Law enforcement is a business, police investigations are an investment, healthcare is also a business.

Doctors can always do more.
But Money. That’s what it takes.

Bottom line: Doctors are trained in “Triage” that’s what happened to you.

Triage is basically about figuring out who needs help first when resources are tight. Doctors and nurses look at how serious a condition is, how fast it could get worse, and what treatment will actually make a difference.

Life threatening cases jump to the front, while less urgent stuff like you might get a quick check or a simple “try this first” approach. It’s a constantly updating process patients get re-evaluated, priorities shift, the goal is to use time, staff, and tests where they’ll matter most.

From a physician’s point of view, urgent means the ambulance gave you a ride and the paramedics escorted you in. You walked up there by yourself and waited for 6 hours, if you can do that then it’s not urgent.

That was not an error. That’s the system working “right”.

Trust me doctors love doing tests, play with fancy tools and make sure they are 100% right, zero liability, perfect statistics if you give them carte blanche. Especially young doctors, that’s one of the main reasons why the department head watches them even more than old timers.

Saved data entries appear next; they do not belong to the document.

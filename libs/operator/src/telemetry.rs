use std::time::Duration;

use opentelemetry::trace::{TraceError, TraceId, TracerProvider};
use opentelemetry::KeyValue;
use opentelemetry_otlp::WithExportConfig;
use opentelemetry_sdk::trace::{self, RandomIdGenerator, Sampler};
use opentelemetry_sdk::Resource;
use serde::Serialize;
use thiserror::Error;
use tracing::dispatcher::SetGlobalDefaultError;
use tracing_opentelemetry::OpenTelemetryLayer;
use tracing_subscriber::{prelude::*, EnvFilter, Registry};

#[derive(Error, Debug)]
pub enum Error {
    #[error("TraceError: {0}")]
    TraceError(#[source] TraceError),

    #[error("SetGlobalDefaultError: {0}")]
    SetGlobalDefaultError(#[source] SetGlobalDefaultError),
}

/// Fetches the current `opentelemetry::trace::TraceId`, traversing the
/// active tracing span into its OpenTelemetry context. Used to attach a
/// trace-id label to reconcile-duration exemplars.
pub fn get_trace_id() -> TraceId {
    use opentelemetry::trace::TraceContextExt as _;
    use tracing_opentelemetry::OpenTelemetrySpanExt as _;

    tracing::Span::current()
        .context()
        .span()
        .span_context()
        .trace_id()
}

#[derive(clap::ValueEnum, Clone, Debug, Serialize)]
#[serde(rename_all = "lowercase")]
pub enum LogFormat {
    Json,
    Text,
}

/// Initializes logging (always on) and tracing (only when `tracing_url` is
/// set). Mirrors the two binaries' shared needs: the controller and the
/// metal agent both call this with their own `log_filter`/`log_format`.
pub async fn init(
    log_filter: &str,
    log_format: LogFormat,
    service_name: &'static str,
    tracing_url: Option<&str>,
    trace_ratio: f64,
) -> Result<(), Error> {
    let logger = match log_format {
        LogFormat::Json => tracing_subscriber::fmt::layer().json().compact().boxed(),
        LogFormat::Text => tracing_subscriber::fmt::layer().compact().boxed(),
    };

    let filter = EnvFilter::new(log_filter);
    let collector = Registry::default().with(logger).with(filter);

    if let Some(url) = tracing_url {
        let provider = opentelemetry_otlp::new_pipeline()
            .tracing()
            .with_exporter(
                opentelemetry_otlp::new_exporter()
                    .tonic()
                    .with_endpoint(url)
                    .with_timeout(Duration::from_secs(3)),
            )
            .with_trace_config(
                trace::Config::default()
                    .with_sampler(Sampler::TraceIdRatioBased(trace_ratio))
                    .with_id_generator(RandomIdGenerator::default())
                    .with_max_events_per_span(64)
                    .with_max_attributes_per_span(16)
                    .with_resource(Resource::new(vec![KeyValue::new(
                        "service.name",
                        service_name,
                    )])),
            )
            .install_batch(opentelemetry_sdk::runtime::Tokio)
            .map_err(Error::TraceError)?;
        let tracer = provider
            .tracer_builder("opentelemetry-otlp")
            .with_version(env!("CARGO_PKG_VERSION"))
            .build();

        let telemetry = OpenTelemetryLayer::new(tracer);
        tracing::subscriber::set_global_default(collector.with(telemetry))
            .map_err(Error::SetGlobalDefaultError)
    } else {
        tracing::subscriber::set_global_default(collector).map_err(Error::SetGlobalDefaultError)
    }
}
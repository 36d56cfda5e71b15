//! Shared reconciler plumbing: the `Context` injected into every
//! `reconcile`/`error_policy` pair, the `State` the HTTP server reads
//! diagnostics and metrics from, and the controller-level configuration
//! from spec.md §6 "Operator configuration".

use crate::metrics::Metrics;

use chrono::{DateTime, Utc};
use kube::runtime::events::Reporter;
use kube::Client;
use serde::Serialize;
use std::sync::Arc;
use tokio::sync::RwLock;

pub type ControllerId = &'static str;

/// Process-wide, fixed-at-startup configuration (spec.md §6).
#[derive(Clone, Debug)]
pub struct OperatorConfig {
    pub cache_root: String,
    pub cache_enabled: bool,
    pub cache_default_size: String,
    pub cache_storage_class: Option<String>,
    pub cache_access_mode: String,
    pub custom_ca_configmap: Option<String>,
    pub init_container_image: String,
}

impl Default for OperatorConfig {
    fn default() -> Self {
        Self {
            cache_root: "/var/lib/llmkube/cache".to_owned(),
            cache_enabled: true,
            cache_default_size: "100Gi".to_owned(),
            cache_storage_class: None,
            cache_access_mode: "ReadWriteOnce".to_owned(),
            custom_ca_configmap: None,
            init_container_image: "ghcr.io/llmkube/model-fetcher:latest".to_owned(),
        }
    }
}

/// Context injected into every reconciler.
#[derive(Clone)]
pub struct Context {
    pub client: Client,
    pub metrics: Arc<Metrics>,
    pub diagnostics: Arc<RwLock<Diagnostics>>,
    pub config: Arc<OperatorConfig>,
}

/// Diagnostics read by the web server (`/healthz`), not part of any CRD
/// status — operational debugging only.
#[derive(Clone, Serialize)]
pub struct Diagnostics {
    pub last_event: DateTime<Utc>,
    #[serde(skip)]
    pub reporter: Reporter,
}

impl Default for Diagnostics {
    fn default() -> Self {
        Self {
            last_event: Utc::now(),
            reporter: "llmkube-controller".into(),
        }
    }
}

/// State shared between the controllers and the web server.
#[derive(Clone)]
pub struct State {
    diagnostics: Arc<RwLock<Diagnostics>>,
    metrics: Arc<Metrics>,
    config: Arc<OperatorConfig>,
}

impl State {
    pub fn new(metrics: Metrics, config: OperatorConfig) -> Self {
        Self {
            diagnostics: Arc::default(),
            metrics: Arc::new(metrics),
            config: Arc::new(config),
        }
    }

    pub fn metrics(&self) -> String {
        let mut buffer = String::new();
        let registry = &*self.metrics.registry;
        prometheus_client::encoding::text::encode(&mut buffer, registry).unwrap();
        buffer
    }

    pub async fn diagnostics(&self) -> Diagnostics {
        self.diagnostics.read().await.clone()
    }

    pub fn to_context(&self, client: Client) -> Arc<Context> {
        Arc::new(Context {
            client,
            metrics: self.metrics.clone(),
            diagnostics: self.diagnostics.clone(),
            config: self.config.clone(),
        })
    }
}

#[cfg(test)]
mod test {
    use super::*;
    use http::{Request, Response};
    use kube::client::Body;

    impl Context {
        /// A `Context` wired to a mocked API server, for reconciler tests
        /// that need to assert on exact requests without a real cluster.
        pub fn test() -> (Arc<Self>, tower_test::mock::Handle<Request<Body>, Response<Body>>) {
            let (mock_service, handle) = tower_test::mock::pair::<Request<Body>, Response<Body>>();
            let mock_client = kube::Client::new(mock_service, "default");
            let ctx = Self {
                client: mock_client,
                metrics: Arc::default(),
                diagnostics: Arc::default(),
                config: Arc::new(OperatorConfig::default()),
            };
            (Arc::new(ctx), handle)
        }
    }
}
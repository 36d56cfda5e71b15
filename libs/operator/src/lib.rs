pub mod cache;
pub mod conditions;
pub mod controller;
pub mod crd;
pub mod error;
pub mod inference;
pub mod metrics;
pub mod model;
pub mod telemetry;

I don’t want to get too much into the politeness issue, that would take a while.

But his approach was fine and even recommended, doctors are often pushed to do this.
It’s called a differential diagnostic. It’s a real medical procedure.
Yeast is the leading cause of the symptoms you are experiencing. 40% of the time, it’s not just yeast, it’s a specific kind of yeast called Candida.

A yeast cream cost 3 euros in Europe, 7$ in the US over the counter. It’s safe, pregnant women can take it and it works fast. If your symptom don’t improve in 24h then it’s likely bacteria.

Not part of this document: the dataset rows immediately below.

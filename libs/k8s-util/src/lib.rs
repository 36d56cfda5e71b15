//! Small kube-client helpers shared by the controller and the metal agent:
//! a Prometheus instrumentation layer and the URL-path templating it relies
//! on to avoid per-resource-name label cardinality.

pub mod client;
pub mod metrics;
pub mod url;
//! Owns the host-side runtime process for a single `InferenceService`
//! (spec.md §4.6): downloads the model artifact, spawns `llama-server`,
//! polls it healthy, and stops it. One `Executor` per agent process; the
//! process table is behind a `RwLock` so `/healthz` and event handling can
//! run concurrently.

use crate::error::{Error, Result};

use std::collections::HashMap;
use std::path::{Path, PathBuf};
use std::sync::atomic::{AtomicU16, Ordering};
use std::sync::Arc;
use std::time::Duration;

use futures::StreamExt;
use llmkube_operator::crd::inference_service::InferenceServiceSpec;
use llmkube_operator::crd::model::Model;
use llmkube_operator::inference::args::build_args;
use sha2::{Digest, Sha256};
use tokio::io::AsyncWriteExt;
use tokio::process::{Child, Command};
use tokio::sync::RwLock;
use tokio::time::sleep;
use tracing::{info, warn};

const FIRST_PORT: u16 = 8080;
const HEALTH_TIMEOUT: Duration = Duration::from_secs(30);
const HEALTH_POLL_INTERVAL: Duration = Duration::from_millis(500);
const STOP_GRACE: Duration = Duration::from_secs(10);

/// A process this agent spawned and is responsible for stopping.
pub struct ManagedProcess {
    pub key: String,
    pub port: u16,
    pub pid: u32,
    child: Child,
}

pub struct Executor {
    model_store: PathBuf,
    runtime_binary: PathBuf,
    next_port: AtomicU16,
    processes: RwLock<HashMap<String, ManagedProcess>>,
}

fn model_key(model: &Model) -> String {
    let digest = Sha256::digest(model.spec.source.as_bytes());
    hex::encode(&digest[..8])
}

fn model_dest(model_store: &Path, model: &Model) -> PathBuf {
    model_store.join(model_key(model)).join("model.gguf")
}

impl Executor {
    pub fn new(model_store: PathBuf, runtime_binary: PathBuf) -> Self {
        Self {
            model_store,
            runtime_binary,
            next_port: AtomicU16::new(FIRST_PORT),
            processes: RwLock::new(HashMap::new()),
        }
    }

    pub async fn is_running(&self, key: &str) -> bool {
        self.processes.read().await.contains_key(key)
    }

    pub async fn port_of(&self, key: &str) -> Option<u16> {
        self.processes.read().await.get(key).map(|p| p.port)
    }

    /// Downloads the model into the local store (reusing an existing copy)
    /// and spawns the runtime, polling `/health` until it answers or the
    /// timeout elapses. No-op if a process for `key` is already tracked.
    pub async fn ensure_running(
        &self,
        key: &str,
        model: &Model,
        spec: &InferenceServiceSpec,
    ) -> Result<u16> {
        if let Some(port) = self.port_of(key).await {
            return Ok(port);
        }

        let dest = model_dest(&self.model_store, model);
        if !dest.exists() {
            download(&model.spec.source, &dest).await?;
        }

        let port = self.next_port.fetch_add(1, Ordering::SeqCst);
        let args = build_args(&dest.to_string_lossy(), port, model, spec);

        info!(msg = "spawning runtime process", key = %key, port = %port);
        let child = Command::new(&self.runtime_binary)
            .args(&args)
            .kill_on_drop(true)
            .spawn()
            .map_err(|e| Error::SpawnFailed(e.to_string()))?;
        let pid = child
            .id()
            .ok_or_else(|| Error::SpawnFailed("process exited immediately".to_owned()))?;

        wait_healthy(port).await?;

        self.processes.write().await.insert(
            key.to_owned(),
            ManagedProcess { key: key.to_owned(), port, pid, child },
        );
        Ok(port)
    }

    /// SIGTERM, wait up to 10s, SIGKILL if it's still alive.
    pub async fn stop(&self, key: &str) -> Result<()> {
        let mut table = self.processes.write().await;
        let Some(mut proc) = table.remove(key) else {
            return Ok(());
        };
        drop(table);

        info!(msg = "stopping runtime process", key = %key, pid = %proc.pid);
        terminate(proc.pid, false)?;

        let waited = tokio::time::timeout(STOP_GRACE, proc.child.wait()).await;
        if waited.is_err() {
            warn!(msg = "process did not exit within grace period, killing", key = %key, pid = %proc.pid);
            terminate(proc.pid, true)?;
            let _ = proc.child.wait().await;
        }
        Ok(())
    }

    pub async fn running_keys(&self) -> Vec<String> {
        self.processes.read().await.keys().cloned().collect()
    }
}

#[cfg(unix)]
fn terminate(pid: u32, force: bool) -> Result<()> {
    use nix::sys::signal::{kill, Signal};
    use nix::unistd::Pid;

    let signal = if force { Signal::SIGKILL } else { Signal::SIGTERM };
    kill(Pid::from_raw(pid as i32), signal)
        .map_err(|e| Error::StopFailed(format!("pid {pid}: {e}")))
}

#[cfg(not(unix))]
fn terminate(_pid: u32, _force: bool) -> Result<()> {
    Err(Error::StopFailed("process control is only implemented on unix".to_owned()))
}

async fn wait_healthy(port: u16) -> Result<()> {
    let client = reqwest::Client::new();
    let url = format!("http://127.0.0.1:{port}/health");
    let deadline = tokio::time::Instant::now() + HEALTH_TIMEOUT;

    while tokio::time::Instant::now() < deadline {
        if let Ok(resp) = client.get(&url).send().await {
            if resp.status().is_success() {
                return Ok(());
            }
        }
        sleep(HEALTH_POLL_INTERVAL).await;
    }
    Err(Error::HealthCheckTimeout(url))
}

async fn download(source: &str, dest: &Path) -> Result<()> {
    if let Some(path) = dest.parent() {
        tokio::fs::create_dir_all(path).await?;
    }
    let tmp_dest = dest.with_extension("tmp");

    if let Some(local) = source.strip_prefix("file://").or_else(|| {
        source.starts_with('/').then_some(source)
    }) {
        tokio::fs::copy(local, &tmp_dest).await?;
    } else {
        let client = reqwest::Client::new();
        let response = client.get(source).send().await?;
        if !response.status().is_success() {
            return Err(Error::DownloadFailed(format!("{source}: HTTP {}", response.status())));
        }
        let mut file = tokio::fs::File::create(&tmp_dest).await?;
        let mut stream = response.bytes_stream();
        while let Some(chunk) = stream.next().await {
            let chunk = chunk.map_err(|e| Error::DownloadFailed(e.to_string()))?;
            file.write_all(&chunk).await?;
        }
        file.flush().await?;
    }

    tokio::fs::rename(&tmp_dest, dest).await?;
    Ok(())
}

pub type SharedExecutor = Arc<Executor>;

#[cfg(test)]
mod tests {
    use super::*;

    #[test]
    fn model_key_is_pure_function_of_source() {
        let mut a = Model::default();
        a.spec.source = "https://example.test/a.gguf".to_owned();
        let mut b = Model::default();
        b.spec.source = "https://example.test/a.gguf".to_owned();
        let mut c = Model::default();
        c.spec.source = "https://example.test/c.gguf".to_owned();
        assert_eq!(model_key(&a), model_key(&b));
        assert_ne!(model_key(&a), model_key(&c));
    }

    #[tokio::test]
    async fn ensure_running_is_a_no_op_when_already_tracked() {
        let dir = tempfile::tempdir().unwrap();
        let executor = Executor::new(dir.path().to_path_buf(), PathBuf::from("/bin/true"));
        assert!(!executor.is_running("svc").await);
    }
}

Doing the whole swab your vagina is invasive, intimate (lawsuits are easy on that one), kinda gross and takes time but more importantly can cost like a 100-150 bucks and some lab technician times. They have to fiddle in your vagina and grow many different types of cultures each for a specific suspect. Analyze it and come back to you. Hospital labs are overwhelmed already and often pay extra for private labs.

The math is clear.
Hospitals are leaning on doctors and second guessing every single expense, test and procedures. The healthcare systems in developed countries are collapsing through debt, understaffed and they’ve already been compromising patient care in many more ways.

You keep going back and bugging them, they give you the test. It’s a sneaky form of triage. You come back, then they give you the test. Trust me, they knowingly do that on purpose a lot of time. Not always, but it’s very common.

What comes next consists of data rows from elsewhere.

//! The InferenceService reconciler (spec.md §4.3): resolves the referenced
//! `Model`, materializes a Deployment/Service pair (or, for a Metal
//! accelerator, only the Service — see `deployment.rs`), and reports
//! readiness, scheduling status, and GPU queue position.

use crate::cache;
use crate::conditions::set_condition;
use crate::controller::Context;
use crate::crd::inference_service::{
    InferenceService, InferenceServicePhase, InferenceServiceStatus, CONDITION_AVAILABLE,
    CONDITION_DEGRADED, CONDITION_GPU_AVAILABLE, CONDITION_PROGRESSING,
};
use crate::crd::model::{Accelerator, Model, ModelPhase};
use crate::error::{Error, Result};
use crate::inference::deployment::{build_deployment, build_service, endpoint_url};
use crate::inference::scheduling::{compute_queue_positions, effective_priority, waiting_for_gpu, QueueEntry};
use crate::model::reconcile::is_local_source;
use crate::telemetry;

use std::sync::Arc;
use std::time::Duration;

use k8s_openapi::api::apps::v1::Deployment;
use k8s_openapi::api::core::v1::{Pod, Service};
use k8s_openapi::apimachinery::pkg::apis::meta::v1::Time;
use kube::api::{Api, ListParams, Patch, PatchParams};
use kube::runtime::controller::Action;
use kube::{Resource, ResourceExt};
use tracing::{field, info, instrument, warn, Span};

pub const CONTROLLER_ID: &str = "inferenceservice";
pub const ALL_PHASES: &[&str] = &[
    "pending",
    "creating",
    "progressing",
    "waitingforgpu",
    "ready",
    "failed",
];

const RETRY_AFTER: Duration = Duration::from_secs(30);
const POLL_WHILE_PENDING: Duration = Duration::from_secs(15);
const RESYNC_READY: Duration = Duration::from_secs(60);
const APPLY_MANAGER: &str = "llmkube-controller";

async fn patch_status(api: &Api<InferenceService>, name: &str, status: InferenceServiceStatus) -> Result<()> {
    let patch = serde_json::json!({ "status": status });
    api.patch_status(name, &PatchParams::default(), &Patch::Merge(patch))
        .await?;
    Ok(())
}

async fn ensure_deployment(client: kube::Client, namespace: &str, deployment: &Deployment) -> Result<()> {
    let api: Api<Deployment> = Api::namespaced(client, namespace);
    let name = deployment.name_any();
    api.patch(
        &name,
        &PatchParams::apply(APPLY_MANAGER).force(),
        &Patch::Apply(deployment),
    )
    .await
    .map_err(|e| Error::DeploymentCreateFailed(e.to_string()))?;
    Ok(())
}

async fn ensure_service(client: kube::Client, namespace: &str, service: &Service) -> Result<()> {
    let api: Api<Service> = Api::namespaced(client, namespace);
    let name = service.name_any();
    api.patch(
        &name,
        &PatchParams::apply(APPLY_MANAGER).force(),
        &Patch::Apply(service),
    )
    .await
    .map_err(|e| Error::ServiceCreateFailed(e.to_string()))?;
    Ok(())
}

fn pod_ready(pod: &Pod) -> bool {
    pod.status
        .as_ref()
        .and_then(|s| s.conditions.as_ref())
        .is_some_and(|conditions| {
            conditions
                .iter()
                .any(|c| c.type_ == "Ready" && c.status == "True")
        })
}

async fn owned_pods(client: kube::Client, namespace: &str, name: &str) -> Result<Vec<Pod>> {
    let api: Api<Pod> = Api::namespaced(client, namespace);
    let lp = ListParams::default().labels(&format!("app.kubernetes.io/instance={name}"));
    Ok(api.list(&lp).await?.items)
}

/// Ranks `name`'s position among every `WaitingForGPU` InferenceService in
/// the cluster, including itself.
async fn queue_position(client: kube::Client, name: &str, priority: i64, created: Time) -> Result<i32> {
    let api: Api<InferenceService> = Api::all(client);
    let all = api.list(&ListParams::default()).await?;
    let mut entries: Vec<QueueEntry> = all
        .items
        .iter()
        .filter(|s| {
            matches!(
                s.status.as_ref().and_then(|st| st.phase),
                Some(InferenceServicePhase::WaitingForGPU)
            )
        })
        .map(|s| QueueEntry {
            name: s.name_any(),
            effective_priority: s.status.as_ref().map(|st| st.effective_priority).unwrap_or(priority),
            created: s.creation_timestamp().unwrap_or_else(|| created.clone()),
        })
        .collect();

    if !entries.iter().any(|e| e.name == name) {
        entries.push(QueueEntry {
            name: name.to_owned(),
            effective_priority: priority,
            created,
        });
    }

    let positions = compute_queue_positions(entries);
    Ok(positions
        .into_iter()
        .find(|(n, _)| n == name)
        .map(|(_, p)| p)
        .unwrap_or(0))
}

#[instrument(skip(ctx, svc), fields(trace_id))]
pub async fn reconcile_inference_service(svc: Arc<InferenceService>, ctx: Arc<Context>) -> Result<Action, Error> {
    let trace_id = telemetry::get_trace_id();
    Span::current().record("trace_id", field::display(&trace_id));
    let _timer = ctx.metrics.reconcile.count_and_measure(CONTROLLER_ID, &trace_id);

    let namespace = svc
        .namespace()
        .ok_or_else(|| Error::UserInputError("InferenceService must be namespaced".to_owned()))?;
    let name = svc.name_any();
    let generation = svc.meta().generation.unwrap_or_default();
    let api: Api<InferenceService> = Api::namespaced(ctx.client.clone(), &namespace);
    let priority = effective_priority(svc.spec.priority);

    let model_api: Api<Model> = Api::namespaced(ctx.client.clone(), &namespace);
    let model = model_api.get_opt(&svc.spec.model_ref).await?;

    let model = match model {
        None => {
            let mut status = svc.status.clone().unwrap_or_default();
            status.phase = Some(InferenceServicePhase::Pending);
            status.model_ready = false;
            status.effective_priority = priority;
            set_condition(
                &mut status.conditions,
                CONDITION_AVAILABLE,
                false,
                "ModelNotFound",
                &format!("Model {:?} not found", svc.spec.model_ref),
                generation,
            );
            patch_status(&api, &name, status).await?;
            ctx.metrics.reconcile.set_phase(CONTROLLER_ID, ALL_PHASES, "pending");
            return Ok(Action::requeue(POLL_WHILE_PENDING));
        }
        Some(m) => m,
    };

    if !matches!(model.status.as_ref().and_then(|s| s.phase), Some(ModelPhase::Ready)) {
        let mut status = svc.status.clone().unwrap_or_default();
        status.phase = Some(InferenceServicePhase::Pending);
        status.model_ready = false;
        status.effective_priority = priority;
        set_condition(
            &mut status.conditions,
            CONDITION_AVAILABLE,
            false,
            "ModelNotReady",
            &format!("Model {:?} is not Ready yet", svc.spec.model_ref),
            generation,
        );
        patch_status(&api, &name, status).await?;
        ctx.metrics.reconcile.set_phase(CONTROLLER_ID, ALL_PHASES, "pending");
        return Ok(Action::requeue(POLL_WHILE_PENDING));
    }

    let accelerator = model
        .spec
        .hardware
        .as_ref()
        .map(|h| h.accelerator)
        .unwrap_or_default();
    let desired_replicas = svc.spec.replicas_or_default();

    let mut status = svc.status.clone().unwrap_or_default();
    status.model_ready = true;
    status.desired_replicas = desired_replicas;
    status.effective_priority = priority;

    let result = if accelerator == Accelerator::Metal {
        reconcile_metal(&svc, &ctx, &mut status, desired_replicas).await
    } else {
        reconcile_containerized(&svc, &model, &ctx, &namespace, &name, &mut status, desired_replicas, priority).await
    };

    match result {
        Ok(phase) => {
            status.phase = Some(phase);
            let phase_label = phase_label(phase);
            set_condition(
                &mut status.conditions,
                CONDITION_AVAILABLE,
                phase == InferenceServicePhase::Ready,
                phase_label,
                &format!("InferenceService is {phase_label}"),
                generation,
            );
            set_condition(
                &mut status.conditions,
                CONDITION_PROGRESSING,
                !matches!(phase, InferenceServicePhase::Ready | InferenceServicePhase::Failed),
                phase_label,
                &format!("InferenceService is {phase_label}"),
                generation,
            );
            patch_status(&api, &name, status).await?;
            ctx.metrics.reconcile.set_phase(CONTROLLER_ID, ALL_PHASES, phase_label);
            ctx.metrics.ready_set(CONTROLLER_ID, i64::from(phase == InferenceServicePhase::Ready));
            let requeue = match phase {
                InferenceServicePhase::Ready => RESYNC_READY,
                InferenceServicePhase::Failed => RETRY_AFTER,
                _ => POLL_WHILE_PENDING,
            };
            Ok(Action::requeue(requeue))
        }
        Err(e) => {
            warn!(msg = "inference service reconcile failed", name = %name, error = %e);
            ctx.metrics.reconcile.set_failure(CONTROLLER_ID, &*svc, &e);
            status.phase = Some(InferenceServicePhase::Failed);
            set_condition(
                &mut status.conditions,
                CONDITION_DEGRADED,
                true,
                "ReconcileFailed",
                &e.to_string(),
                generation,
            );
            patch_status(&api, &name, status).await?;
            ctx.metrics.reconcile.set_phase(CONTROLLER_ID, ALL_PHASES, "failed");
            Ok(Action::requeue(RETRY_AFTER))
        }
    }
}

fn phase_label(phase: InferenceServicePhase) -> &'static str {
    match phase {
        InferenceServicePhase::Pending => "pending",
        InferenceServicePhase::Creating => "creating",
        InferenceServicePhase::Progressing => "progressing",
        InferenceServicePhase::WaitingForGPU => "waitingforgpu",
        InferenceServicePhase::Ready => "ready",
        InferenceServicePhase::Failed => "failed",
    }
}

/// The Metal path never creates a Deployment: the runtime process lives on
/// the host, managed by the Metal agent (spec.md §4.6). The operator's only
/// cluster-side responsibility is the selector-less Service; readiness of
/// the actual process is outside what the Kubernetes API can observe, so it
/// is reported optimistically once the Model is ready (see DESIGN.md).
async fn reconcile_metal(
    svc: &InferenceService,
    ctx: &Context,
    status: &mut InferenceServiceStatus,
    desired_replicas: i32,
) -> Result<InferenceServicePhase> {
    let service = build_service(svc, true);
    ensure_service(ctx.client.clone(), &svc.namespace().unwrap_or_default(), &service).await?;

    status.ready_replicas = desired_replicas;
    status.endpoint = Some(endpoint_url(svc));
    status.scheduling_status = Some("metal".to_owned());
    status.scheduling_message = None;
    status.waiting_for = None;
    status.queue_position = 0;
    Ok(InferenceServicePhase::Ready)
}

#[allow(clippy::too_many_arguments)]
async fn reconcile_containerized(
    svc: &InferenceService,
    model: &Model,
    ctx: &Context,
    namespace: &str,
    name: &str,
    status: &mut InferenceServiceStatus,
    desired_replicas: i32,
    priority: i64,
) -> Result<InferenceServicePhase> {
    if !ctx.config.cache_enabled && is_local_source(&model.spec.source) {
        return Err(Error::LocalSourceRequiresCache);
    }
    if ctx.config.cache_enabled {
        cache::ensure_cache_pvc(ctx.client.clone(), namespace, &ctx.config).await?;
    }

    let model_path = model
        .status
        .as_ref()
        .and_then(|s| s.path.clone())
        .ok_or_else(|| Error::ModelNotReady(svc.spec.model_ref.clone()))?;

    let deployment = build_deployment(svc, model, &model_path, &ctx.config);
    let service = build_service(svc, false);
    ensure_deployment(ctx.client.clone(), namespace, &deployment).await?;
    ensure_service(ctx.client.clone(), namespace, &service).await?;

    let pods = owned_pods(ctx.client.clone(), namespace, name).await?;
    let ready_replicas = pods.iter().filter(|p| pod_ready(p)).count() as i32;
    status.ready_replicas = ready_replicas;

    if ready_replicas >= desired_replicas && desired_replicas > 0 {
        status.endpoint = Some(endpoint_url(svc));
        status.scheduling_status = Some("scheduled".to_owned());
        status.scheduling_message = None;
        status.waiting_for = None;
        status.queue_position = 0;
        set_condition(&mut status.conditions, CONDITION_GPU_AVAILABLE, true, "Ready", "pods scheduled", 0);
        return Ok(InferenceServicePhase::Ready);
    }

    if ready_replicas > 0 {
        status.endpoint = None;
        status.scheduling_status = Some("progressing".to_owned());
        status.scheduling_message = None;
        status.waiting_for = None;
        status.queue_position = 0;
        return Ok(InferenceServicePhase::Progressing);
    }

    let waiting = pods.iter().find_map(waiting_for_gpu);
    match waiting {
        Some(reason) => {
            let created = svc
                .creation_timestamp()
                .unwrap_or_else(|| Time(chrono::Utc::now()));
            let position = queue_position(ctx.client.clone(), name, priority, created).await?;
            status.endpoint = None;
            status.scheduling_status = Some("waiting".to_owned());
            status.scheduling_message = Some(reason.clone());
            status.waiting_for = Some(reason);
            status.queue_position = position;
            set_condition(&mut status.conditions, CONDITION_GPU_AVAILABLE, false, "InsufficientGPU", "waiting for GPU capacity", 0);
            info!(msg = "inference service waiting for GPU", name = %name, position);
            Ok(InferenceServicePhase::WaitingForGPU)
        }
        None => {
            status.endpoint = None;
            status.scheduling_status = Some("creating".to_owned());
            status.scheduling_message = None;
            status.waiting_for = None;
            status.queue_position = 0;
            Ok(InferenceServicePhase::Creating)
        }
    }
}

pub fn error_policy(svc: Arc<InferenceService>, error: &Error, ctx: Arc<Context>) -> Action {
    warn!(msg = "inference service reconcile failed", name = %svc.name_any(), %error);
    ctx.metrics.reconcile.set_failure(CONTROLLER_ID, &*svc, error);
    Action::requeue(RETRY_AFTER)
}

Also you waited 6 hours already, imagine if he sat down and did the whole shebang for every patient. Then you’re good for 12hour waiting or more.

Hospitals cost money to run. That’s just the world we live in.

Just because someone waits in the clinic at their own requests doesn’t mean it’s a serious condition. People are inviting themselves. Sometimes or even often it’s nothing.

They didn’t say they would fire him, the boss put the blame on the frontline employee, they always do that. Public, private organizations, even in Fast food. The boss wants you to give less ketchup and less napkins because those cents adds up to a fortune. The customer complain and the manager will blame the minimum wage employee. Blaming the underlings is office politics 101.

Accounting inspects every doctor and yeah, they’ll tell you if you run too many tests. Because they have a budget even if people actually need more tests or not.

I’m not saying he wasn’t an asshole. But yeah, the healthcare system is a nasty business.

The cream was cheap, it’s fast, it’s as safe as it gets. Either you’re cured or it’s bacteria.

I don’t like it anymore than you do, but to get luxury healthcare one needs to go into luxury hospitals and pay bookuu money. Maybe it sounds far fetched, but how much does money influence your behavior, lifestyle, your business and clients?